- Opening Delimiter -
use std::path::Path;

use chrono::NaiveDate;

/// Struct-of-Arrays daily price storage.
///
/// All vectors are parallel: index `i` across all fields is one trading day.
/// Dates are strictly increasing once a series has been built through
/// [`PriceSeries::parse_csv_bytes`] or [`PriceSeries::from_closes`].
#[derive(Debug, Clone, Default, PartialEq)]
pub struct PriceSeries {
    pub dates: Vec<NaiveDate>,
    pub open: Vec<f64>,
    pub high: Vec<f64>,
    pub low: Vec<f64>,
    pub close: Vec<f64>,
    pub volume: Vec<f64>,
}

/// One row of a [`PriceSeries`].
#[derive(Debug, Clone, Copy, PartialEq)]
pub struct PriceBar {
    pub date: NaiveDate,
    pub open: f64,
    pub high: f64,
    pub low: f64,
    pub close: f64,
    pub volume: f64,
}

impl PriceSeries {
    pub fn new() -> Self {
        Self::default()
    }

    pub fn with_capacity(cap: usize) -> Self {
        Self {
            dates: Vec::with_capacity(cap),
            open: Vec::with_capacity(cap),
            high: Vec::with_capacity(cap),
            low: Vec::with_capacity(cap),
            close: Vec::with_capacity(cap),
            volume: Vec::with_capacity(cap),
        }
    }

    /// Build a close-only series, one bar per calendar day starting at `start`.
    ///
    /// Open/high/low are set to the close and volume to zero.
    pub fn from_closes(start: NaiveDate, closes: &[f64]) -> Self {
        let mut series = Self::with_capacity(closes.len());
        let mut date = start;
        for &c in closes {
            series.push(PriceBar {
                date,
                open: c,
                high: c,
                low: c,
                close: c,
                volume: 0.0,
            });
            date = date.succ_opt().unwrap_or(date);
        }
        series
    }

    #[inline]
    pub fn len(&self) -> usize {
        self.dates.len()
    }

    #[inline]
    pub fn is_empty(&self) -> bool {
        self.dates.is_empty()
    }

    pub fn push(&mut self, bar: PriceBar) {
        self.dates.push(bar.date);
        self.open.push(bar.open);
        self.high.push(bar.high);
        self.low.push(bar.low);
        self.close.push(bar.close);
        self.volume.push(bar.volume);
    }

    pub fn bar(&self, i: usize) -> Option<PriceBar> {
        if i >= self.len() {
            return None;
        }
        Some(PriceBar {
            date: self.dates[i],
            open: self.open[i],
            high: self.high[i],
            low: self.low[i],
            close: self.close[i],
            volume: self.volume[i],
        })
    }

    pub fn first_date(&self) -> Option<NaiveDate> {
        self.dates.first().copied()
    }

    pub fn last_date(&self) -> Option<NaiveDate> {
        self.dates.last().copied()
    }

    /// Load a provider CSV export using memory-mapped I/O.
    ///
    /// The header row names the columns; `date` and `close` are required,
    /// `open`, `high`, `low` and `volume` are picked up when present.
    pub fn from_csv(path: &Path) -> Result<Self, PriceError> {
        let file = std::fs::File::open(path)?;
        // Empty files cannot be mapped on every platform.
        if file.metadata()?.len() == 0 {
            return Ok(Self::new());
        }
        let mmap = unsafe { memmap2::Mmap::map(&file) }?;
        let series = Self::parse_csv_bytes(&mmap[..])?;
        tracing::debug!(path = %path.display(), bytes = mmap.len(), bars = series.len(), "parsed price csv");
        Ok(series)
    }

    /// Parse CSV from raw bytes (testable without files).
    pub fn parse_csv_bytes(data: &[u8]) -> Result<Self, PriceError> {
        let len = data.len();
        let header_end = memchr::memchr(b'\n', data).unwrap_or(len);
        let header = trim_cr(&data[..header_end]);
        if header.is_empty() {
            return Ok(Self::new());
        }
        let columns = ColumnMap::from_header(header)?;

        // ~40 bytes per daily row
        let mut series = Self::with_capacity(len / 40);
        let mut pos = header_end + 1;
        let mut line_no = 1;

        while pos < len {
            line_no += 1;
            let line_end = memchr::memchr(b'\n', &data[pos..])
                .map(|i| pos + i)
                .unwrap_or(len);
            let line = trim_cr(&data[pos..line_end]);
            if !line.iter().all(u8::is_ascii_whitespace) {
                series.push(columns.parse_row(line, line_no)?);
            }
            pos = line_end + 1;
        }

        series.sort_and_check()
    }

    fn sort_and_check(self) -> Result<Self, PriceError> {
        let mut indices: Vec<usize> = (0..self.len()).collect();
        indices.sort_by_key(|&i| self.dates[i]);

        let mut sorted = Self::with_capacity(indices.len());
        for &i in &indices {
            let bar = PriceBar {
                date: self.dates[i],
                open: self.open[i],
                high: self.high[i],
                low: self.low[i],
                close: self.close[i],
                volume: self.volume[i],
            };
            if sorted.last_date() == Some(bar.date) {
                return Err(PriceError::DuplicateDate(bar.date));
            }
            sorted.push(bar);
        }
        Ok(sorted)
    }

    /// Copy of the bars whose date lies in `[start, end]`. Open bounds are unbounded.
    pub fn between(&self, start: Option<NaiveDate>, end: Option<NaiveDate>) -> PriceSeries {
        let lo = match start {
            Some(d) => self.dates.partition_point(|&x| x < d),
            None => 0,
        };
        let hi = match end {
            Some(d) => self.dates.partition_point(|&x| x <= d),
            None => self.len(),
        };
        self.slice(lo, hi)
    }

    /// Get a sub-slice view as a new PriceSeries (copies data).
    pub fn slice(&self, start: usize, end: usize) -> PriceSeries {
        let end = end.min(self.len());
        let start = start.min(end);
        PriceSeries {
            dates: self.dates[start..end].to_vec(),
            open: self.open[start..end].to_vec(),
            high: self.high[start..end].to_vec(),
            low: self.low[start..end].to_vec(),
            close: self.close[start..end].to_vec(),
            volume: self.volume[start..end].to_vec(),
        }
    }
}

/// Resolved column positions for a provider CSV.
#[derive(Debug, Clone, Copy)]
struct ColumnMap {
    date: usize,
    close: usize,
    open: Option<usize>,
    high: Option<usize>,
    low: Option<usize>,
    volume: Option<usize>,
}

impl ColumnMap {
    fn from_header(header: &[u8]) -> Result<Self, PriceError> {
        let names: Vec<String> = header
            .split(|&b| b == b',')
            .map(|f| String::from_utf8_lossy(f).trim().trim_matches('"').to_ascii_lowercase())
            .collect();
        let find = |wanted: &[&str]| {
            wanted
                .iter()
                .find_map(|w| names.iter().position(|n| n == w))
        };

        let date = find(&["date", "datetime", "timestamp"])
            .ok_or(PriceError::MissingColumn("date"))?;
        let close = find(&["close", "adj close", "adj_close"])
            .ok_or(PriceError::MissingColumn("close"))?;

        Ok(Self {
            date,
            close,
            open: find(&["open"]),
            high: find(&["high"]),
            low: find(&["low"]),
            volume: find(&["volume"]),
        })
    }

    fn parse_row(&self, line: &[u8], line_no: usize) -> Result<PriceBar, PriceError> {
        let fields: Vec<&[u8]> = line.split(|&b| b == b',').collect();
        let field = |idx: usize, name: &'static str| {
            fields
                .get(idx)
                .map(|f| trim_quotes(f))
                .ok_or_else(|| PriceError::Parse {
                    line: line_no,
                    message: format!("missing {name} field"),
                })
        };
        let number = |idx: usize, name: &'static str| -> Result<f64, PriceError> {
            let raw = field(idx, name)?;
            fast_float::parse(raw).map_err(|_| PriceError::Parse {
                line: line_no,
                message: format!("bad {name}: {}", String::from_utf8_lossy(raw)),
            })
        };
        // Unused by the strategy; blank cells are tolerated.
        let optional = |idx: Option<usize>, name: &'static str| -> Result<f64, PriceError> {
            match idx {
                Some(i) if !field(i, name)?.is_empty() => number(i, name),
                _ => Ok(f64::NAN),
            }
        };

        let raw_date = field(self.date, "date")?;
        let date = parse_date(raw_date).ok_or_else(|| PriceError::Parse {
            line: line_no,
            message: format!("bad date: {}", String::from_utf8_lossy(raw_date)),
        })?;
        let close = number(self.close, "close")?;
        if !close.is_finite() || close <= 0.0 {
            return Err(PriceError::NonPositiveClose { date, close });
        }

        Ok(PriceBar {
            date,
            open: optional(self.open, "open")?,
            high: optional(self.high, "high")?,
            low: optional(self.low, "low")?,
            close,
            volume: optional(self.volume, "volume")?,
        })
    }
}

/// Parse the leading `YYYY-MM-DD` of a date or datetime field.
fn parse_date(bytes: &[u8]) -> Option<NaiveDate> {
    if bytes.len() < 10 {
        return None;
    }
    let s = std::str::from_utf8(&bytes[..10]).ok()?;
    NaiveDate::parse_from_str(s, "%Y-%m-%d").ok()
}

#[inline]
fn trim_cr(line: &[u8]) -> &[u8] {
    match line.last() {
        Some(b'\r') => &line[..line.len() - 1],
        _ => line,
    }
}

fn trim_ascii(bytes: &[u8]) -> &[u8] {
    let start = bytes
        .iter()
        .position(|b| !b.is_ascii_whitespace())
        .unwrap_or(bytes.len());
    let end = bytes
        .iter()
        .rposition(|b| !b.is_ascii_whitespace())
        .map_or(start, |i| i + 1);
    &bytes[start..end]
}

fn trim_quotes(bytes: &[u8]) -> &[u8] {
    let bytes = trim_ascii(bytes);
    match bytes {
        [b'"', inner @ .., b'"'] => inner,
        _ => bytes,
    }
}

#[derive(Debug, thiserror::Error)]
pub enum PriceError {
    #[error("I/O error: {0}")]
    Io(#[from] std::io::Error),
    #[error("missing required column: {0}")]
    MissingColumn(&'static str),
    #[error("parse error on line {line}: {message}")]
    Parse { line: usize, message: String },
    #[error("non-positive close {close} on {date}")]
    NonPositiveClose { date: NaiveDate, close: f64 },
    #[error("duplicate bar for {0}")]
    DuplicateDate(NaiveDate),
}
- Closing Delimiter -
WHAT TO PRODUCE: Search the listing above for "split" and copy every line that has it.

ANSWER BELOW:
            .split(|&b| b == b',')
        let fields: Vec<&[u8]> = line.split(|&b| b == b',').collect();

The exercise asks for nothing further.